I have a jar of ball bearings on my desk. For each kill in CS: GO, I drop a ball into a hole in desk. The bearing rolls into a rat’s cage. The rat squeaks in terror, and a noise-activated switch turns on a fan. The fan blows a toy boat across a bucket of water, and the boat’s mast tips a small bucket of sand into another bucket. That bucket is on a string that’s tied to a switch, and it gently tugs at it, releasing another ball bearing from a small cage on a shelf above me. That other ball bearing drops into another jar. If I want to know how many kills I have, I count the balls in the jar. How do you track your kills in Counter-Strike: Global Offensive? You just use one of the StatTrak modules from the now live Arms Deal update? Show off.

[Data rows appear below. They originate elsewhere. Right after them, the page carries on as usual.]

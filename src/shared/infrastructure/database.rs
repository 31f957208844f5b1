use crate::log_info;
use crate::shared::config::DatabaseConfig;
use crate::shared::errors::{AppError, AppResult};
use crate::shared::utils::logger::LogContext;
use diesel::pg::PgConnection;
use diesel::r2d2::{self, ConnectionManager, Pool};
use diesel_migrations::{embed_migrations, EmbeddedMigrations, MigrationHarness};
use std::time::Duration;

pub type DbPool = Pool<ConnectionManager<PgConnection>>;
pub type DbConnection = r2d2::PooledConnection<ConnectionManager<PgConnection>>;

pub const MIGRATIONS: EmbeddedMigrations = embed_migrations!("migrations");

#[derive(Debug)]
pub struct Database {
    pool: DbPool,
}

impl Database {
    pub fn new(config: &DatabaseConfig) -> AppResult<Self> {
        let manager = ConnectionManager::<PgConnection>::new(config.url.clone());

        let pool = r2d2::Pool::builder()
            .max_size(config.max_size)
            .min_idle(Some(config.min_idle))
            .connection_timeout(config.connection_timeout)
            .idle_timeout(Some(Duration::from_secs(300)))
            .max_lifetime(Some(Duration::from_secs(1800)))
            .test_on_check_out(true)
            .build(manager)
            .map_err(|e| {
                AppError::ServiceUnavailable(format!("Failed to create connection pool: {}", e))
            })?;

        log_info!(
            "Database connection pool initialized with max_size: {}, min_idle: {}",
            pool.max_size(),
            config.min_idle
        );

        Ok(Self { pool })
    }

    /// Create a Database instance from an existing pool (useful for testing)
    pub fn from_pool(pool: DbPool) -> Self {
        Self { pool }
    }

    pub fn get_connection(&self) -> AppResult<DbConnection> {
        let start = std::time::Instant::now();

        match self.pool.get() {
            Ok(conn) => {
                let duration = start.elapsed().as_millis() as u64;
                if duration > 100 {
                    LogContext::performance_metric("db_connection_acquire", duration, Some("slow"));
                }
                Ok(conn)
            }
            Err(e) => {
                LogContext::error_with_context(
                    &e,
                    "Failed to acquire database connection from pool",
                );
                Err(AppError::from(e))
            }
        }
    }

    /// Apply every embedded migration that has not run yet
    pub fn run_migrations(&self) -> AppResult<usize> {
        let mut conn = self.get_connection()?;
        let applied = conn
            .run_pending_migrations(MIGRATIONS)
            .map_err(|e| AppError::InternalError(format!("Failed to run migrations: {}", e)))?;

        log_info!("Database migrations completed ({} applied)", applied.len());
        Ok(applied.len())
    }
}
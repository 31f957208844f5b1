pub mod models;
pub mod persistence;

pub use persistence::MovieRepositoryImpl;
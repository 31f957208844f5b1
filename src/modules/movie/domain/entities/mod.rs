pub mod movie;

pub use movie::Movie;
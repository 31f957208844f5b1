use chrono::{DateTime, Utc};
use serde::{Deserialize, Serialize};
use uuid::Uuid;

use crate::shared::utils::validation::{MAX_SCORE, MIN_SCORE};

/// A catalogued movie with its running score aggregate.
///
/// `score` is the mean of every rating recorded for the movie and is `0.0`
/// while `count` is zero.
#[derive(Debug, Clone, PartialEq, Serialize, Deserialize)]
pub struct Movie {
    pub id: Uuid,
    pub title: String,
    pub score: f64,
    pub count: u32,
    pub image: Option<String>,
    pub created_at: DateTime<Utc>,
    pub updated_at: DateTime<Utc>,
}

impl Movie {
    pub fn new(title: impl Into<String>, image: Option<String>) -> Self {
        let now = Utc::now();
        Self {
            id: Uuid::new_v4(),
            title: title.into(),
            score: 0.0,
            count: 0,
            image,
            created_at: now,
            updated_at: now,
        }
    }

    /// Replace the editable details, leaving the aggregate untouched
    pub fn update_details(&mut self, title: impl Into<String>, image: Option<String>) {
        self.title = title.into();
        self.image = image;
        self.touch();
    }

    /// Fold one more rating into the running mean.
    ///
    /// Uses `(score * count + rating) / (count + 1)` so the history is never
    /// rescanned.
    pub fn record_rating(&mut self, rating: f64) {
        let count = self.count + 1;
        let total = self.score * f64::from(self.count) + rating;
        self.score = (total / f64::from(count)).clamp(MIN_SCORE, MAX_SCORE);
        self.count = count;
        self.touch();
    }

    /// Reset the aggregate to the exact mean of `ratings`
    pub fn recompute_aggregate(&mut self, ratings: &[f64]) {
        self.count = ratings.len() as u32;
        self.score = if ratings.is_empty() {
            0.0
        } else {
            let sum: f64 = ratings.iter().sum();
            (sum / ratings.len() as f64).clamp(MIN_SCORE, MAX_SCORE)
        };
        self.touch();
    }

    pub fn has_ratings(&self) -> bool {
        self.count > 0
    }

    fn touch(&mut self) {
        self.updated_at = Utc::now();
    }
}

Of all the things that Valve and Hidden Path have just dumped on the latest CS, the stat tracking modules are the most interesting. And that’s only because they look so damned cool: the number of confirmed kills can be seen scratched into the blade of a knife, or displayed on an LED screen on a gun. Those modules can only be found through the newly added crate drop system, that I speculated on earlier in the week.

Those rumours have largely been corroborated: CS:GO can potentially drop one of two styles of crates during games, filled with skinned guns for the game. The effects are cosmetic. The E-Sports Crate will give a cut of the unlock money to a prize pool, while the standard crate’s cash will go to Valve. Valve are augmenting that with a weapons drop system as well, so just playing will fill your inventory with new skin options for your personal armory.

The update also drops in two new weapons for everyone: the Silenced M4A1 and Silenced USP Pistol will be in your inventory right now. Enjoy!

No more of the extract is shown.